Especially winning is Emma Grimsley, as the eager-to-experience-life Manon. Grimsley demonstrated a rare ability to act through coloratura. Her buoyant, agile instrument scintillated, and she delivered the English text clearly and effortlessly. “Adieu, notre petite table,” that warhorse aria, puts the ‘opera’ in ‘soap opera:’ silly on its face, especially when translated to English (“Goodbye, our favorite little table”), but tapping into genuine human emotion.
Tenor Matt Dengler brought warmth and inner turmoil to his role as Manon’s first love the Chevalier Des Grieux. He soared in his signature aria "En fermant les yeux” (“When I close my eyes”), which sounded like it could have been written yesterday in Schlosberg’s fresh arrangement.
Glenn Seven Allen was wry and subtly predatory as Guillot, and Jamari Darling was beguiling and funny as Lescaut. Justin Lee Miller, as the Count Des Grieux, sang with a splendidly commanding baritone.
Emma Grimsley and Matt Dengler in Heartbeat Opera’s Manon! (Photo by Andrew Boyle).
The strength of the cast was elevated by tastefully on-point costumes by David Mitsch and charming choreography by Sara Gettelfinger. The delicious Gavotte (“Obéissons quand leur voix appelle”) became a joyously danced manifesto (“Let me live life only for today / for we know youth is not so far from death”), and as irresistible as any earworm in a Lloyd Webber musical.
Natalie Walker, Jamari Darling, and Kathryn McCreary (L to R) in Heartbeat Opera’s Manon! (Photo by Andrew Boyle).
Massenet’s melodramatic score is ripe for this infusion of contemporary musical theater sensibilities. After all, this is where the roots of modern favorites lie. It’s giving Les Misérables. It’s giving Bridgerton.

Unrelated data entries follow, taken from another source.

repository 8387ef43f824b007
//! Configuration structs

mod client_config;

pub use client_config::{
    AppSettings, ClientConfig, Compression, ConfigError, DispatchConfig, Environment,
    GatewayConfig, RestConfig,
};
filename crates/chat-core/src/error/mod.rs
//! Core error types

mod core_error;

pub use core_error::CoreError;
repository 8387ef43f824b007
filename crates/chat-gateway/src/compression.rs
//! Frame decompression
//!
//! Binary frames are zlib data. In payload mode every frame is a complete zlib
//! message. In `zlib-stream` mode one inflate context lives for the whole
//! connection and a message is complete once the buffered bytes end with the
//! `Z_SYNC_FLUSH` marker.

use crate::error::GatewayError;
use chat_common::Compression;
use flate2::read::ZlibDecoder;
use flate2::{Decompress, FlushDecompress};
use std::io::Read;

/// Trailer that ends every complete message in a zlib stream
const ZLIB_SUFFIX: [u8; 4] = [0x00, 0x00, 0xFF, 0xFF];

/// Per-connection inflater
pub struct Inflater {
    mode: Compression,
    stream: Decompress,
    buffer: Vec<u8>,
}

impl Inflater {
    pub fn new(mode: Compression) -> Self {
        Self {
            mode,
            stream: Decompress::new(true),
            buffer: Vec::new(),
        }
    }

    /// Feed one binary frame
    ///
    /// Returns the decoded text once a whole message is available, `None` while
    /// a streamed message is still incomplete.
    pub fn inflate(&mut self, frame: &[u8]) -> Result<Option<String>, GatewayError> {
        match self.mode {
            Compression::ZlibStream => self.inflate_stream(frame),
            Compression::None | Compression::Payload => inflate_payload(frame).map(Some),
        }
    }

    /// Bytes buffered for an incomplete streamed message
    pub fn pending(&self) -> usize {
        self.buffer.len()
    }

    fn inflate_stream(&mut self, frame: &[u8]) -> Result<Option<String>, GatewayError> {
        self.buffer.extend_from_slice(frame);
        if !self.buffer.ends_with(&ZLIB_SUFFIX) {
            return Ok(None);
        }

        let mut out = Vec::with_capacity(self.buffer.len() * 4);
        let mut offset = 0;
        loop {
            let before_in = self.stream.total_in();
            let before_out = out.len();
            self.stream
                .decompress_vec(&self.buffer[offset..], &mut out, FlushDecompress::Sync)
                .map_err(|e| GatewayError::Compression(e.to_string()))?;
            offset += (self.stream.total_in() - before_in) as usize;

            if offset >= self.buffer.len() && out.len() < out.capacity() {
                break;
            }
            if offset < self.buffer.len() && out.len() == before_out && out.len() < out.capacity() {
                self.buffer.clear();
                return Err(GatewayError::Compression("inflate made no progress".to_string()));
            }
            out.reserve(out.capacity().max(1024));
        }
        self.buffer.clear();

        String::from_utf8(out)
            .map(Some)
            .map_err(|e| GatewayError::Compression(e.to_string()))
    }
}

fn inflate_payload(frame: &[u8]) -> Result<String, GatewayError> {
    let mut text = String::new();
    ZlibDecoder::new(frame)
        .read_to_string(&mut text)
        .map_err(|e| GatewayError::Compression(e.to_string()))?;
    Ok(text)
}

impl std::fmt::Debug for Inflater {
    fn fmt(&self, f: &mut std::fmt::Formatter<'_>) -> std::fmt::Result {
        f.debug_struct("Inflater")
            .field("mode", &self.mode)
            .field("pending", &self.buffer.len())
            .finish()
    }
}
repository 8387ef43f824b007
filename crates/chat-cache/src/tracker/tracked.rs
//! Tracked entities
//!
//! A `TrackedEntity` wraps one cached domain object and arbitrates between the
//! two paths that write to it. Push updates land only while it is Locked;
//! local edits happen only while it is Editable. Opening an edit session flips
//! it to Editable, and applying or undoing flips it back.

use super::{ApplyError, ChangeSender, ChangeSet};
use chat_core::{CoreError, Deletable, Entity, FieldValue, Mutable, NetworkSynced, Snapshot, Snowflake};
use parking_lot::Mutex;
use std::fmt;
use tokio::sync::Notify;

/// Edit state of a tracked entity
#[derive(Debug, Clone, Copy, PartialEq, Eq, Hash)]
pub enum EditState {
    /// Push updates allowed, local writes rejected
    Locked,
    /// Held by a local edit session
    Editable,
    /// Editable, with the change set on its way to the server
    Applying,
    /// Received a deletion signal; absorbing
    Deleted,
}

impl EditState {
    /// Whether a local edit session currently holds the entity
    #[must_use]
    pub const fn is_held(self) -> bool {
        matches!(self, Self::Editable | Self::Applying)
    }
}

impl fmt::Display for EditState {
    fn fmt(&self, f: &mut fmt::Formatter<'_>) -> fmt::Result {
        match self {
            Self::Locked => write!(f, "locked"),
            Self::Editable => write!(f, "editable"),
            Self::Applying => write!(f, "applying"),
            Self::Deleted => write!(f, "deleted"),
        }
    }
}

/// What happened to a push update
#[derive(Debug, Clone, Copy, PartialEq, Eq)]
pub enum RemoteOutcome {
    /// First sighting; the entity was added to the cache
    Created,
    /// Merged into the cached copy
    Applied,
    /// Dropped because a local edit session holds the entity
    Discarded,
    /// Dropped because the entity was deleted
    Deleted,
}

struct State<E: Mutable> {
    entity: E,
    mode: EditState,
    changes: ChangeSet<E::Value>,
    discarded: u64,
}

/// A cached entity with transactional local edits
pub struct TrackedEntity<E: Mutable> {
    id: Snowflake,
    state: Mutex<State<E>>,
    /// Woken whenever the entity leaves an edit session
    released: Notify,
}

impl<E: Mutable> TrackedEntity<E> {
    pub fn new(entity: E) -> Self {
        Self {
            id: entity.id(),
            state: Mutex::new(State {
                entity,
                mode: EditState::Locked,
                changes: ChangeSet::new(),
                discarded: 0,
            }),
            released: Notify::new(),
        }
    }

    pub fn id(&self) -> Snowflake {
        self.id
    }

    pub fn state(&self) -> EditState {
        self.state.lock().mode
    }

    pub fn is_deleted(&self) -> bool {
        self.state() == EditState::Deleted
    }

    /// Run `f` against the current entity
    pub fn read<R>(&self, f: impl FnOnce(&E) -> R) -> R {
        f(&self.state.lock().entity)
    }

    /// Current value of one field
    pub fn get(&self, field: <E::Value as FieldValue>::Field) -> E::Value {
        self.state.lock().entity.get(field)
    }

    /// Fields touched by the open edit session
    pub fn pending_changes(&self) -> usize {
        self.state.lock().changes.len()
    }

    /// Push updates dropped because an edit session held the entity
    pub fn discarded_updates(&self) -> u64 {
        self.state.lock().discarded
    }

    // =========================================================================
    // Local edit path
    // =========================================================================

    /// Open an edit session: Locked -> Editable
    pub fn begin_changes(&self) -> Result<(), CoreError> {
        let mut state = self.state.lock();
        match state.mode {
            EditState::Locked => {
                state.mode = EditState::Editable;
                state.changes.clear();
                tracing::trace!(entity_id = %self.id, "Edit session opened");
                Ok(())
            }
            EditState::Editable | EditState::Applying => Err(CoreError::EditInProgress),
            EditState::Deleted => Err(CoreError::Deleted),
        }
    }

    /// Open an edit session, waiting for any current one to finish
    pub async fn begin_changes_wait(&self) -> Result<(), CoreError> {
        loop {
            let released = self.released.notified();
            tokio::pin!(released);
            released.as_mut().enable();

            match self.begin_changes() {
                Err(e) if e.is_transient() => released.await,
                other => return other,
            }
        }
    }

    /// Write one field during an edit session
    pub fn set_property(&self, value: E::Value) -> Result<(), CoreError> {
        let mut state = self.state.lock();
        match state.mode {
            EditState::Editable => {}
            EditState::Locked => return Err(CoreError::Locked),
            EditState::Applying => return Err(CoreError::ApplyInProgress),
            EditState::Deleted => return Err(CoreError::Deleted),
        }

        let State {
            entity, changes, ..
        } = &mut *state;
        let field = value.field();
        changes.record(value.snapshot(), || entity.get(field));
        entity.set(value);
        Ok(())
    }

    /// Send the open change set and close the session
    ///
    /// An empty change set closes the session without calling the sender. On
    /// any failure every touched field is restored before the error returns.
    pub async fn apply_changes<S>(&self, sender: &S, reason: Option<&str>) -> Result<(), ApplyError>
    where
        S: ChangeSender<E::Value> + ?Sized,
    {
        let changes = {
            let mut state = self.state.lock();
            match state.mode {
                EditState::Editable => {}
                EditState::Locked => return Err(CoreError::Locked.into()),
                EditState::Applying => return Err(CoreError::ApplyInProgress.into()),
                EditState::Deleted => return Err(CoreError::Deleted.into()),
            }
            if state.changes.is_empty() {
                state.mode = EditState::Locked;
                drop(state);
                self.released.notify_waiters();
                tracing::trace!(entity_id = %self.id, "Empty edit session closed");
                return Ok(());
            }
            state.mode = EditState::Applying;
            state.changes.clone()
        };

        tracing::debug!(entity_id = %self.id, fields = changes.len(), "Applying changes");
        // Rolls back if this future is dropped before the send settles
        let mut pending = PendingApply {
            entity: self,
            armed: true,
        };
        match sender.send(self.id, &changes, reason).await {
            Ok(()) => {
                pending.armed = false;
                {
                    let mut state = self.state.lock();
                    state.changes.clear();
                    if state.mode == EditState::Applying {
                        state.mode = EditState::Locked;
                    }
                }
                self.released.notify_waiters();
                Ok(())
            }
            Err(e) => {
                tracing::warn!(entity_id = %self.id, error = %e, "Apply failed; rolling back");
                pending.armed = false;
                self.rollback();
                Err(e)
            }
        }
    }

    /// Restore every original and close the session: Editable -> Locked
    ///
    /// Closing when no session is open is a no-op.
    pub fn undo_changes(&self) -> Result<(), CoreError> {
        match self.state() {
            EditState::Applying => Err(CoreError::ApplyInProgress),
            EditState::Deleted => Err(CoreError::Deleted),
            EditState::Locked | EditState::Editable => {
                self.rollback();
                Ok(())
            }
        }
    }

    fn rollback(&self) {
        {
            let mut state = self.state.lock();
            let State {
                entity,
                changes,
                mode,
                ..
            } = &mut *state;
            for change in changes.take().into_iter().rev() {
                entity.set(change.old);
            }
            if mode.is_held() {
                *mode = EditState::Locked;
            }
        }
        tracing::trace!(entity_id = %self.id, "Edit session rolled back");
        self.released.notify_waiters();
    }
}

/// Settles an apply whose future was dropped mid-send
struct PendingApply<'a, E: Mutable> {
    entity: &'a TrackedEntity<E>,
    armed: bool,
}

impl<E: Mutable> Drop for PendingApply<'_, E> {
    fn drop(&mut self) {
        if self.armed {
            tracing::warn!(entity_id = %self.entity.id, "Apply abandoned; rolling back");
            self.entity.rollback();
        }
    }
}

impl<E: Mutable + NetworkSynced> TrackedEntity<E> {
    /// Fold in a push update unless a local edit holds the entity
    pub fn observe_remote(&self, incoming: E) -> RemoteOutcome {
        let mut state = self.state.lock();
        match state.mode {
            EditState::Locked => {
                state.entity.merge_remote(incoming);
                RemoteOutcome::Applied
            }
            EditState::Editable | EditState::Applying => {
                state.discarded += 1;
                tracing::debug!(entity_id = %self.id, "Push update discarded during edit session");
                RemoteOutcome::Discarded
            }
            EditState::Deleted => RemoteOutcome::Deleted,
        }
    }
}

impl<E: Mutable + Deletable> TrackedEntity<E> {
    /// Apply the deletion signal; returns `false` if already deleted
    ///
    /// An open edit session is dropped without restoring its originals.
    pub fn mark_deleted(&self) -> bool {
        {
            let mut state = self.state.lock();
            if state.mode == EditState::Deleted {
                return false;
            }
            state.mode = EditState::Deleted;
            state.changes.clear();
            state.entity.on_deleted();
        }
        tracing::debug!(entity_id = %self.id, "Entity deleted");
        self.released.notify_waiters();
        true
    }
}

impl<E: Mutable + Clone> TrackedEntity<E> {
    /// Copy of the current entity
    pub fn cloned(&self) -> E {
        self.state.lock().entity.clone()
    }
}

impl<E: Mutable> fmt::Debug for TrackedEntity<E> {
    fn fmt(&self, f: &mut fmt::Formatter<'_>) -> fmt::Result {
        let state = self.state.lock();
        f.debug_struct("TrackedEntity")
            .field("id", &self.id)
            .field("state", &state.mode)
            .field("pending", &state.changes.len())
            .finish()
    }
}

The production has announced an extension, a salve and respite from this uncommonly chilly and unhappy winter. But, I hope something more game-changing is at play, as well. Heartbeat Opera’s approach should be a template for others going forward — an approach that harvests and honors great works of the musical stage, and brings them to today’s audiences where they’re at. Inspiring, entertaining, and sustainable.
***
Heartbeat Opera’s Manon!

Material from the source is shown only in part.